Most of the Iowa and Iowa State athletes who were charged pleaded guilty to underage gambling, paid fines and had identity theft charges dropped. The identity theft charges stemmed from athletes registering accounts on mobile sports betting apps under different names, usually as a relative.

Lee’s attorney, Van Plumb, cited depositions in which DCI special agents acknowledged placing a geofence around Iowa and Iowa State athletic facilities that have restricted access and found evidence of open wagering apps. Plumb said there was no reasonable cause for the search and that the athletes’ privacy was invaded.

The Department of Public Safety said in its statement that the evolution of gaming has given rise to emerging technologies that help regulate the industry and enforce the law.

The statement cited an administrative rule requiring “sportsbooks to implement location detection procedures to reasonably detect and dynamically monitor the location of a player attempting to place any wager” and to notify account holders about information being gathered and shared.
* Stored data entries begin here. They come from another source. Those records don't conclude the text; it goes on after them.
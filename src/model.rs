use std::sync::Arc;

use crate::basis::QuasarBasis;
use crate::error::{Error, Result};
use crate::photometry::{BandProjector, NUM_BANDS};

/// Redshift prior: Normal(2.5, 1.0), matching the DR10 quasar population.
pub const PRIOR_Z_MEAN: f64 = 2.5;
pub const PRIOR_Z_STDEV: f64 = 1.0;

/// Magnitude prior: Normal(0, 20) on `ln m` (a very wide log-normal).
pub const PRIOR_LOG_M_STDEV: f64 = 20.0;

/// One quasar's five-band photometric measurement.
#[derive(Debug, Clone)]
pub struct Observation {
    pub fluxes: [f64; NUM_BANDS],
    pub fluxes_ivar: [f64; NUM_BANDS],
    /// Spectroscopic redshift, when available, for validating the chain.
    pub z_true: Option<f64>,
}

impl Observation {
    pub fn new(fluxes: [f64; NUM_BANDS], fluxes_ivar: [f64; NUM_BANDS]) -> Result<Self> {
        if fluxes.iter().any(|f| !f.is_finite()) {
            return Err(Error::InvalidObservation("fluxes must be finite".into()));
        }
        if fluxes_ivar.iter().any(|v| !v.is_finite() || *v < 0.0) {
            return Err(Error::InvalidObservation(
                "inverse variances must be finite and non-negative".into(),
            ));
        }
        Ok(Self { fluxes, fluxes_ivar, z_true: None })
    }

    pub fn with_z_true(mut self, z: f64) -> Self {
        self.z_true = Some(z);
        self
    }
}

/// Typed view of the flat latent vector `q = [z, gamma[0..K], m]`.
#[derive(Debug, Clone)]
pub struct LatentState {
    pub z: f64,
    pub gamma: Vec<f64>,
    pub m: f64,
}

impl LatentState {
    pub fn from_flat(q: &[f64]) -> Self {
        let k = q.len() - 2;
        Self {
            z: q[0],
            gamma: q[1..=k].to_vec(),
            m: q[k + 1],
        }
    }

    pub fn to_flat(&self) -> Vec<f64> {
        let mut q = Vec::with_capacity(self.gamma.len() + 2);
        q.push(self.z);
        q.extend_from_slice(&self.gamma);
        q.push(self.m);
        q
    }

    /// Mixture weights implied by the current logits.
    pub fn weights(&self) -> Vec<f64> {
        softmax(&self.gamma)
    }
}

/// Numerically stable softmax: non-negative, sums to 1 for any real input.
pub fn softmax(gamma: &[f64]) -> Vec<f64> {
    let max = gamma.iter().cloned().fold(f64::NEG_INFINITY, f64::max);
    let mut w: Vec<f64> = gamma.iter().map(|&g| (g - max).exp()).collect();
    let sum: f64 = w.iter().sum();
    for wi in &mut w {
        *wi /= sum;
    }
    w
}

fn normal_logpdf(x: f64, mu: f64, sigma: f64) -> f64 {
    let d = (x - mu) / sigma;
    -0.5 * d * d - sigma.ln() - 0.5 * std::f64::consts::TAU.ln()
}

/// Log-density of the redshift prior. Decays smoothly; the hard screen at
/// `z <= -1` lives in the posterior, not here.
pub fn log_prior_z(z: f64) -> f64 {
    normal_logpdf(z, PRIOR_Z_MEAN, PRIOR_Z_STDEV)
}

/// Log-density of the weight-logit prior: standard multivariate normal.
pub fn log_prior_gamma(gamma: &[f64]) -> f64 {
    gamma.iter().map(|&g| normal_logpdf(g, 0.0, 1.0)).sum()
}

/// Log-density of the magnitude prior: Normal(0, 20) on `ln m`.
/// Non-positive magnitudes have zero prior mass.
pub fn log_prior_m(m: f64) -> f64 {
    if m <= 0.0 {
        return f64::NEG_INFINITY;
    }
    normal_logpdf(m.ln(), 0.0, PRIOR_LOG_M_STDEV)
}

/// Immutable inference context for one quasar: the trained basis, the band
/// projector, and the fixed observation. Built once, shared read-only across
/// chains. All posterior evaluations go through here.
pub struct InferenceContext {
    basis: Arc<QuasarBasis>,
    projector: Arc<dyn BandProjector>,
    obs: Observation,
}

impl InferenceContext {
    pub fn new(
        basis: Arc<QuasarBasis>,
        projector: Arc<dyn BandProjector>,
        obs: Observation,
    ) -> Self {
        Self { basis, projector, obs }
    }

    pub fn basis(&self) -> &QuasarBasis {
        &self.basis
    }

    pub fn observation(&self) -> &Observation {
        &self.obs
    }

    /// Number of basis components K.
    pub fn k(&self) -> usize {
        self.basis.k()
    }

    /// Latent dimensionality: K + 2 (redshift, K logits, magnitude).
    pub fn dim(&self) -> usize {
        self.basis.k() + 2
    }

    /// A neutral starting state: prior-mean redshift, uniform weights,
    /// unit magnitude.
    pub fn default_init(&self) -> Vec<f64> {
        let mut q = vec![0.0; self.dim()];
        q[0] = PRIOR_Z_MEAN;
        q[self.dim() - 1] = 1.0;
        q
    }

    /// Warm start from the training artifact: prior-mean redshift, logits
    /// that reproduce the training mixture weights under softmax, and the
    /// weight-averaged training magnitude.
    pub fn warm_init(&self) -> Vec<f64> {
        let mut q = Vec::with_capacity(self.dim());
        q.push(PRIOR_Z_MEAN);
        let logits: Vec<f64> = self.basis.train_weights.iter().map(|w| w.ln()).collect();
        let center = logits.iter().sum::<f64>() / logits.len() as f64;
        q.extend(logits.iter().map(|g| g - center));
        let m: f64 = self
            .basis
            .train_weights
            .iter()
            .zip(self.basis.train_mags.iter())
            .map(|(w, mag)| w * mag)
            .sum();
        q.push(m);
        q
    }

    /// Expected five-band flux for redshift `z`, mixture weights `weights`
    /// (non-negative, summing to 1), and flux normalization `m`.
    ///
    /// The rest-frame grid is redshifted by `(1 + z)`, the rest-frame
    /// spectrum synthesized from the basis, projected onto the bands, and
    /// scaled linearly by `m`.
    pub fn expected_flux(&self, z: f64, weights: &[f64], m: f64) -> [f64; NUM_BANDS] {
        assert_eq!(weights.len(), self.basis.k(), "weights length must equal K");

        let lam_obs: Vec<f64> = self.basis.lam0().iter().map(|&l| l * (1.0 + z)).collect();
        let spec = self.basis.synthesize(weights);
        let mut mu = self.projector.project(&spec, &lam_obs);
        for f in &mut mu {
            *f *= m;
        }
        mu
    }

    /// Log-posterior of the flat latent vector `q = [z, gamma.., m]`:
    /// Gaussian flux likelihood plus the three log-priors.
    ///
    /// Total function over all of R^(K+2): prior-violating states (`z <= -1`,
    /// `m <= 0`, non-finite coordinates) return `-inf` rather than panicking,
    /// so the Metropolis step can reject them.
    pub fn log_posterior(&self, q: &[f64]) -> f64 {
        assert_eq!(q.len(), self.dim(), "latent vector length must equal K + 2");

        if q.iter().any(|x| !x.is_finite()) {
            return f64::NEG_INFINITY;
        }
        let k = self.basis.k();
        let z = q[0];
        let gamma = &q[1..=k];
        let m = q[k + 1];

        // z <= -1 collapses the redshift factor; keep it off the projector.
        if z <= -1.0 || m <= 0.0 {
            return f64::NEG_INFINITY;
        }

        let weights = softmax(gamma);
        let mu = self.expected_flux(z, &weights, m);

        let mut ll = 0.0;
        for band in 0..NUM_BANDS {
            let r = self.obs.fluxes[band] - mu[band];
            ll -= 0.5 * self.obs.fluxes_ivar[band] * r * r;
        }

        let lp = ll + log_prior_z(z) + log_prior_gamma(gamma) + log_prior_m(m);
        if lp.is_nan() {
            f64::NEG_INFINITY
        } else {
            lp
        }
    }

    /// Posterior energy: negative log-posterior. `+inf` on the excluded
    /// domain, so such states always lose the accept/reject step.
    pub fn energy(&self, q: &[f64]) -> f64 {
        -self.log_posterior(q)
    }
}

#[cfg(test)]
pub(crate) mod test_support {
    use super::*;
    use crate::basis::QuasarBasis;
    use crate::photometry::test_support::synthetic_band_system;

    /// 2-component basis over a dense rest-frame grid: a steep and a
    /// shallow continuum, both carrying the same broad emission bump at
    /// 1600 A. The bump slides through the bands as the grid redshifts, so
    /// the band fluxes identify z; the weights only trade off continuum
    /// slope and bump strength.
    pub fn synthetic_basis() -> Arc<QuasarBasis> {
        let p = 64;
        let lam0: Vec<f64> = (0..p).map(|i| 800.0 + 80.0 * i as f64).collect();
        let delta = vec![80.0; p];

        let bump = |lam: f64| (-0.5 * ((lam - 1600.0) / 250.0).powi(2)).exp();
        let mut rows = Vec::with_capacity(2 * p);
        for &lam in &lam0 {
            rows.push((-(lam - 800.0) / 700.0).exp() + bump(lam));
        }
        for &lam in &lam0 {
            rows.push((-(lam - 800.0) / 1800.0).exp() + 0.4 * bump(lam));
        }
        Arc::new(QuasarBasis::from_components(rows, 2, lam0, delta).unwrap())
    }

    /// Context whose observation is generated by the forward model itself at
    /// `(z, weights, m)` with the given relative noise level (as ivar).
    pub fn synthetic_context(z: f64, weights: &[f64], m: f64, rel_sigma: f64) -> InferenceContext {
        let basis = synthetic_basis();
        let projector = Arc::new(synthetic_band_system());
        // Build a throwaway context to evaluate the forward model.
        let probe = InferenceContext::new(
            basis.clone(),
            projector.clone(),
            Observation::new([0.0; NUM_BANDS], [0.0; NUM_BANDS]).unwrap(),
        );
        let fluxes = probe.expected_flux(z, weights, m);
        let ivar = fluxes.map(|f| {
            let sigma = rel_sigma * f.abs().max(1e-12);
            1.0 / (sigma * sigma)
        });
        let obs = Observation::new(fluxes, ivar).unwrap().with_z_true(z);
        InferenceContext::new(basis, projector, obs)
    }
}

#[cfg(test)]
mod tests {
    use super::*;
    use rand::Rng;
    use rand::SeedableRng;
    use rand_chacha::ChaCha8Rng;

    #[test]
    fn test_softmax_sums_to_one_and_positive() {
        let mut rng = ChaCha8Rng::seed_from_u64(7);
        for _ in 0..20 {
            let gamma: Vec<f64> = (0..6).map(|_| rng.gen_range(-30.0..30.0)).collect();
            let w = softmax(&gamma);
            let sum: f64 = w.iter().sum();
            assert!((sum - 1.0).abs() < 1e-12, "sum = {sum}");
            assert!(w.iter().all(|&wi| wi > 0.0));
        }
    }

    #[test]
    fn test_forward_model_linear_in_magnitude() {
        let ctx = test_support::synthetic_context(2.0, &[0.7, 0.3], 1000.0, 0.1);
        let f1 = ctx.expected_flux(2.0, &[0.7, 0.3], 1000.0);
        let f2 = ctx.expected_flux(2.0, &[0.7, 0.3], 2000.0);
        for band in 0..NUM_BANDS {
            assert_eq!(f2[band], 2.0 * f1[band]);
        }
    }

    #[test]
    fn test_log_posterior_rejects_invalid_domain() {
        let ctx = test_support::synthetic_context(2.0, &[0.7, 0.3], 1000.0, 0.1);
        // z = -2: redshift factor collapsed
        assert_eq!(ctx.log_posterior(&[-2.0, 0.0, 0.0, 1000.0]), f64::NEG_INFINITY);
        // m = -5: zero prior mass
        assert_eq!(ctx.log_posterior(&[2.0, 0.0, 0.0, -5.0]), f64::NEG_INFINITY);
        // non-finite coordinate
        assert_eq!(
            ctx.log_posterior(&[2.0, f64::NAN, 0.0, 1000.0]),
            f64::NEG_INFINITY
        );
    }

    #[test]
    fn test_log_posterior_peaks_at_generating_state() {
        let ctx = test_support::synthetic_context(2.0, &[0.5, 0.5], 1000.0, 0.05);
        let at_truth = ctx.log_posterior(&[2.0, 0.0, 0.0, 1000.0]);
        let off_z = ctx.log_posterior(&[2.6, 0.0, 0.0, 1000.0]);
        let off_m = ctx.log_posterior(&[2.0, 0.0, 0.0, 1600.0]);
        assert!(at_truth.is_finite());
        assert!(at_truth > off_z, "{at_truth} vs {off_z}");
        assert!(at_truth > off_m, "{at_truth} vs {off_m}");
    }

    #[test]
    fn test_warm_init_recovers_training_weights() {
        let ctx = test_support::synthetic_context(2.0, &[0.7, 0.3], 1000.0, 0.1);
        let q = ctx.warm_init();
        assert_eq!(q.len(), ctx.dim());

        let state = LatentState::from_flat(&q);
        for (wi, ti) in state.weights().iter().zip(ctx.basis().train_weights.iter()) {
            assert!((wi - ti).abs() < 1e-12, "{wi} vs {ti}");
        }
        assert!(ctx.log_posterior(&q).is_finite());
    }

    #[test]
    fn test_prior_m_zero_mass_below_zero() {
        assert_eq!(log_prior_m(0.0), f64::NEG_INFINITY);
        assert_eq!(log_prior_m(-3.0), f64::NEG_INFINITY);
        assert!(log_prior_m(1000.0).is_finite());
    }

    #[test]
    fn test_latent_state_round_trip_layout() {
        let q = vec![1.5, 0.2, -0.4, 0.9, 250.0];
        let state = LatentState::from_flat(&q);
        assert_eq!(state.z, 1.5);
        assert_eq!(state.gamma, vec![0.2, -0.4, 0.9]);
        assert_eq!(state.m, 250.0);
        assert_eq!(state.to_flat(), q);
    }
}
The statement also cited a section of state code requiring sports wagering licensees to “employ reasonable steps to prohibit coaches, athletic trainers, officials, players, or other individuals who participate in an authorized sporting event that is the subject of sports wagering, from sports wagering.”

Software programs helped identify anomalies suggesting suspicious or criminal activity that could undermine sports gambling in Iowa and ensure regulatory compliance, the statement said.

“Prior to using the tools provided, the Department of Public Safety conferred with legal counsel to ensure lawful access to and use of the technology,” the statement said. “Two county attorney offices also reviewed all relevant investigative information before making the ultimate decision to file charges.”

Plumb, in an email statement, responded by reiterating that investigators lacked probable cause to monitor the athletes’ online activity because there had never been a complaint. Plumb noted that in a separate case of underage gambling in Iowa, two teens admitted to using an adult’s wagering app to place bets before a warrant was issued.

“The comparison of these two investigations creates legal questions as to why they were handled differently by the same law enforcement agency,” Plumb wrote.

Plumb also noted that DCI special agent Brian Sanger acknowledged in a deposition that he had no reasonable cause to initiate an investigation of the athletes.

Attorneys for the other defendants did not respond to requests for comment.